Assignment
The entries below hold a line with "users.is_superuser" and a line with "WHERE api_tokens.token_digest = $1". Return those lines and all that lie between them, exactly and only.

Stored data
········

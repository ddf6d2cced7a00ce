//! Taskboard audit retention worker.

#![forbid(unsafe_code)]

use std::env;
use std::sync::Arc;
use std::time::Duration;

use sqlx::PgPool;
use sqlx::postgres::PgPoolOptions;
use taskboard_application::AuditLogService;
use taskboard_core::{AppError, AppResult};
use taskboard_infrastructure::PostgresAuditLogRepository;
use tracing::{info, warn};
use tracing_subscriber::EnvFilter;

#[derive(Debug, Clone)]
struct WorkerConfig {
    database_url: String,
    retention_days: i64,
    purge_interval_seconds: u64,
}

impl WorkerConfig {
    fn load() -> AppResult<Self> {
        let database_url = required_env("DATABASE_URL")?;
        let retention_days = parse_env_i64("AUDIT_RETENTION_DAYS", 365)?;
        let purge_interval_seconds = parse_env_u64("AUDIT_PURGE_INTERVAL_SECONDS", 3600)?;

        if retention_days <= 0 {
            return Err(AppError::Validation(
                "AUDIT_RETENTION_DAYS must be greater than zero".to_owned(),
            ));
        }

        if purge_interval_seconds == 0 {
            return Err(AppError::Validation(
                "AUDIT_PURGE_INTERVAL_SECONDS must be greater than zero".to_owned(),
            ));
        }

        Ok(Self {
            database_url,
            retention_days,
            purge_interval_seconds,
        })
    }
}

#[tokio::main]
async fn main() -> Result<(), AppError> {
    dotenvy::dotenv().ok();
    init_tracing();

    let config = WorkerConfig::load()?;
    let pool = connect_pool(config.database_url.as_str()).await?;
    let audit_log_service =
        AuditLogService::new(Arc::new(PostgresAuditLogRepository::new(pool)));

    info!(
        retention_days = config.retention_days,
        purge_interval_seconds = config.purge_interval_seconds,
        "taskboard-worker started"
    );

    loop {
        match audit_log_service.purge_expired(config.retention_days).await {
            Ok(0) => {}
            Ok(purged) => {
                info!(purged, "purged expired audit entries");
            }
            Err(error) => {
                warn!(%error, "audit retention purge failed");
            }
        }

        tokio::time::sleep(Duration::from_secs(config.purge_interval_seconds)).await;
    }
}

async fn connect_pool(database_url: &str) -> AppResult<PgPool> {
    PgPoolOptions::new()
        .max_connections(2)
        .connect(database_url)
        .await
        .map_err(|error| AppError::Internal(format!("failed to connect to database: {error}")))
}

fn init_tracing() {
    let env_filter = EnvFilter::try_from_default_env().unwrap_or_else(|_| EnvFilter::new("info"));

    tracing_subscriber::fmt()
        .with_env_filter(env_filter)
        .with_target(false)
        .compact()
        .init();
}

fn required_env(name: &str) -> AppResult<String> {
    env::var(name).map_err(|_| AppError::Validation(format!("{name} is required")))
}

fn parse_env_i64(name: &str, default: i64) -> AppResult<i64> {
    match env::var(name) {
        Ok(value) => value
            .trim()
            .parse::<i64>()
            .map_err(|error| AppError::Validation(format!("invalid {name}: {error}"))),
        Err(_) => Ok(default),
    }
}

fn parse_env_u64(name: &str, default: u64) -> AppResult<u64> {
    match env::var(name) {
        Ok(value) => value
            .trim()
            .parse::<u64>()
            .map_err(|error| AppError::Validation(format!("invalid {name}: {error}"))),
        Err(_) => Ok(default),
    }
}
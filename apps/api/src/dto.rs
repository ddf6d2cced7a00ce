use serde::{Deserialize, Serialize};
use uuid::Uuid;

use taskboard_application::{AssignmentOutcome, AuditLogEntry, RoleAssignmentRecord, RoleView};

/// Health response payload.
#[derive(Debug, Serialize)]
pub struct HealthResponse {
    pub status: &'static str,
}

/// Incoming payload for role assignment.
#[derive(Debug, Deserialize)]
pub struct AssignRoleRequest {
    pub user_id: Uuid,
    pub role_name: String,
}

/// Incoming payload for role removal.
#[derive(Debug, Deserialize)]
pub struct RemoveRoleAssignmentRequest {
    pub user_id: Uuid,
    pub role_name: String,
}

/// Incoming payload for replacing a user's role set.
#[derive(Debug, Deserialize)]
pub struct SyncRolesRequest {
    pub roles: Vec<String>,
}

/// API representation of a catalog role.
#[derive(Debug, Serialize)]
pub struct RoleResponse {
    pub name: String,
    pub permissions: Vec<String>,
}

/// API representation of a role assignment row.
#[derive(Debug, Serialize)]
pub struct RoleAssignmentResponse {
    pub user_id: Uuid,
    pub role_name: String,
    pub assigned_by: Uuid,
    pub assigned_at: String,
    pub active: bool,
}

/// Outcome of an assignment request.
#[derive(Debug, Serialize)]
pub struct AssignRoleResponse {
    pub outcome: &'static str,
}

/// API representation of an audit log entry.
#[derive(Debug, Serialize)]
pub struct AuditLogEntryResponse {
    pub entry_id: String,
    pub actor_user_id: Uuid,
    pub action: String,
    pub entity_type: String,
    pub entity_id: String,
    pub before: Option<serde_json::Value>,
    pub after: Option<serde_json::Value>,
    pub ip: Option<String>,
    pub user_agent: Option<String>,
    pub created_at: String,
}

/// Incoming payload for an explicit access check.
#[derive(Debug, Deserialize)]
pub struct AccessCheckRequest {
    pub permission: String,
    pub resource_id: Option<Uuid>,
}

/// Verdict payload for an explicit access check.
#[derive(Debug, Serialize)]
pub struct AccessCheckResponse {
    pub allowed: bool,
}

impl From<RoleView> for RoleResponse {
    fn from(value: RoleView) -> Self {
        Self {
            name: value.name,
            permissions: value
                .permissions
                .iter()
                .map(|permission| permission.as_str().to_owned())
                .collect(),
        }
    }
}

impl From<RoleAssignmentRecord> for RoleAssignmentResponse {
    fn from(value: RoleAssignmentRecord) -> Self {
        Self {
            user_id: value.user_id.as_uuid(),
            role_name: value.role_name,
            assigned_by: value.assigned_by.as_uuid(),
            assigned_at: value.assigned_at.to_rfc3339(),
            active: value.active,
        }
    }
}

impl From<AssignmentOutcome> for AssignRoleResponse {
    fn from(value: AssignmentOutcome) -> Self {
        let outcome = match value {
            AssignmentOutcome::Created => "created",
            AssignmentOutcome::Reactivated => "reactivated",
            AssignmentOutcome::AlreadyActive => "already_active",
        };
        Self { outcome }
    }
}

impl From<AuditLogEntry> for AuditLogEntryResponse {
    fn from(value: AuditLogEntry) -> Self {
        Self {
            entry_id: value.entry_id,
            actor_user_id: value.actor_user_id.as_uuid(),
            action: value.action,
            entity_type: value.entity_type,
            entity_id: value.entity_id,
            before: value.before,
            after: value.after,
            ip: value.ip,
            user_agent: value.user_agent,
            created_at: value.created_at,
        }
    }
}
use std::collections::BTreeSet;

use crate::Permission;

/// Role whose holders bypass context refinement entirely.
pub const ADMIN_ROLE: &str = "admin";

/// Role granted to users who own and run projects.
pub const PROJECT_OWNER_ROLE: &str = "project_owner";

/// Role granted to users who work on assigned tasks.
pub const TASK_OWNER_ROLE: &str = "task_owner";

/// Baseline role for read-mostly collaborators.
pub const MEMBER_ROLE: &str = "member";

const PROJECT_OWNER_PERMISSIONS: &[Permission] = &[
    Permission::ProjectsCreate,
    Permission::ProjectsRead,
    Permission::ProjectsUpdate,
    Permission::ProjectsDelete,
    Permission::ProjectsList,
    Permission::TasksCreate,
    Permission::TasksRead,
    Permission::TasksUpdate,
    Permission::TasksDelete,
    Permission::TasksList,
    Permission::FilesUpload,
    Permission::FilesRead,
    Permission::FilesDelete,
    Permission::FilesList,
    Permission::UsersRead,
    Permission::UsersList,
    Permission::RolesAssign,
    Permission::RolesRead,
];

const TASK_OWNER_PERMISSIONS: &[Permission] = &[
    Permission::ProjectsRead,
    Permission::ProjectsList,
    Permission::TasksCreate,
    Permission::TasksRead,
    Permission::TasksUpdate,
    Permission::TasksList,
    Permission::FilesUpload,
    Permission::FilesRead,
    Permission::FilesList,
];

const MEMBER_PERMISSIONS: &[Permission] = &[
    Permission::ProjectsRead,
    Permission::ProjectsList,
    Permission::TasksRead,
    Permission::TasksList,
    Permission::FilesRead,
    Permission::FilesList,
    Permission::UsersRead,
];

/// Static catalog mapping role names to permission grants.
///
/// The catalog is a configuration artifact, not stored data: role rows in
/// the database carry names only and expand through this table. Unknown
/// names degrade to the empty grant set so a stale role row can never fail
/// a request.
pub struct RoleCatalog;

impl RoleCatalog {
    /// Returns the permission grants for one role name.
    #[must_use]
    pub fn permissions_of(role_name: &str) -> &'static [Permission] {
        match role_name {
            ADMIN_ROLE => Permission::all(),
            PROJECT_OWNER_ROLE => PROJECT_OWNER_PERMISSIONS,
            TASK_OWNER_ROLE => TASK_OWNER_PERMISSIONS,
            MEMBER_ROLE => MEMBER_PERMISSIONS,
            _ => &[],
        }
    }

    /// Expands role names into the union of their permission grants.
    #[must_use]
    pub fn expand<'a>(role_names: impl IntoIterator<Item = &'a str>) -> BTreeSet<Permission> {
        role_names
            .into_iter()
            .flat_map(|role_name| Self::permissions_of(role_name).iter().copied())
            .collect()
    }

    /// Returns all role names the catalog knows about.
    #[must_use]
    pub fn known_roles() -> &'static [&'static str] {
        &[ADMIN_ROLE, PROJECT_OWNER_ROLE, TASK_OWNER_ROLE, MEMBER_ROLE]
    }
}

#[cfg(test)]
mod tests {
    use crate::Permission;

    use super::{PROJECT_OWNER_ROLE, RoleCatalog, TASK_OWNER_ROLE};

    #[test]
    fn unknown_role_expands_to_empty_set() {
        assert!(RoleCatalog::permissions_of("intern").is_empty());
        assert!(RoleCatalog::expand(["intern"]).is_empty());
    }

    #[test]
    fn expansion_is_the_set_union_of_role_grants() {
        let combined = RoleCatalog::expand([TASK_OWNER_ROLE, PROJECT_OWNER_ROLE]);

        let mut expected = std::collections::BTreeSet::new();
        expected.extend(RoleCatalog::permissions_of(TASK_OWNER_ROLE).iter().copied());
        expected.extend(
            RoleCatalog::permissions_of(PROJECT_OWNER_ROLE)
                .iter()
                .copied(),
        );

        assert_eq!(combined, expected);
    }

    #[test]
    fn admin_holds_every_permission() {
        let expanded = RoleCatalog::expand(["admin"]);
        assert_eq!(expanded.len(), Permission::all().len());
    }

    #[test]
    fn task_owner_may_update_tasks() {
        assert!(RoleCatalog::expand([TASK_OWNER_ROLE]).contains(&Permission::TasksUpdate));
    }
}
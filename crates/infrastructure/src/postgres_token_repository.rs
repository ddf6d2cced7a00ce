use async_trait::async_trait;
use sqlx::{FromRow, PgPool};
use uuid::Uuid;

use taskboard_application::TokenRepository;
use taskboard_core::{AppError, AppResult, CurrentUser, UserId};

/// PostgreSQL-backed lookup from API token digests to accounts.
#[derive(Clone)]
pub struct PostgresTokenRepository {
    pool: PgPool,
}

impl PostgresTokenRepository {
    /// Creates a repository with the provided connection pool.
    #[must_use]
    pub fn new(pool: PgPool) -> Self {
        Self { pool }
    }
}

#[derive(Debug, FromRow)]
struct TokenUserRow {
    user_id: Uuid,
    username: String,
    is_superuser: bool,
}

#[async_trait]
impl TokenRepository for PostgresTokenRepository {
    async fn find_user_by_token_digest(&self, digest: &str) -> AppResult<Option<CurrentUser>> {
        let row = sqlx::query_as::<_, TokenUserRow>(
            r#"
            SELECT
                users.id AS user_id,
                users.username,
                users.is_superuser
            FROM api_tokens
            INNER JOIN users ON users.id = api_tokens.user_id
            WHERE api_tokens.token_digest = $1
                AND (api_tokens.expires_at IS NULL OR api_tokens.expires_at > NOW())
            LIMIT 1
            "#,
        )
        .bind(digest)
        .fetch_optional(&self.pool)
        .await
        .map_err(|error| AppError::Internal(format!("failed to resolve token: {error}")))?;

        Ok(row.map(|row| {
            CurrentUser::new(UserId::from_uuid(row.user_id), row.username, row.is_superuser)
        }))
    }
}
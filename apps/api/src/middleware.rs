use axum::extract::{Extension, Request, State};
use axum::http::header;
use axum::middleware::Next;
use axum::response::Response;
use taskboard_application::RateLimitRule;
use taskboard_core::{AppError, CurrentUser};

use crate::error::ApiResult;
use crate::state::AppState;

pub async fn require_auth(
    State(state): State<AppState>,
    mut request: Request,
    next: Next,
) -> ApiResult<Response> {
    let raw_token = request
        .headers()
        .get(header::AUTHORIZATION)
        .and_then(|value| value.to_str().ok())
        .and_then(|value| value.strip_prefix("Bearer "))
        .ok_or_else(|| AppError::Unauthorized("authentication required".to_owned()))?;

    let user = state.auth_service.authenticate(raw_token).await?;
    let view = state.access_control_service.authz_view(&user).await?;

    request.extensions_mut().insert(user);
    request.extensions_mut().insert(view);
    Ok(next.run(request).await)
}

pub async fn rate_limit(
    State(state): State<AppState>,
    Extension(rule): Extension<RateLimitRule>,
    request: Request,
    next: Next,
) -> ApiResult<Response> {
    let user = request
        .extensions()
        .get::<CurrentUser>()
        .ok_or_else(|| AppError::Unauthorized("authentication required".to_owned()))?;

    state
        .rate_limit_service
        .check_rate_limit(&rule, user.user_id())
        .await?;

    Ok(next.run(request).await)
}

········

Solution to this task
                users.is_superuser
            FROM api_tokens
            INNER JOIN users ON users.id = api_tokens.user_id
            WHERE api_tokens.token_digest = $1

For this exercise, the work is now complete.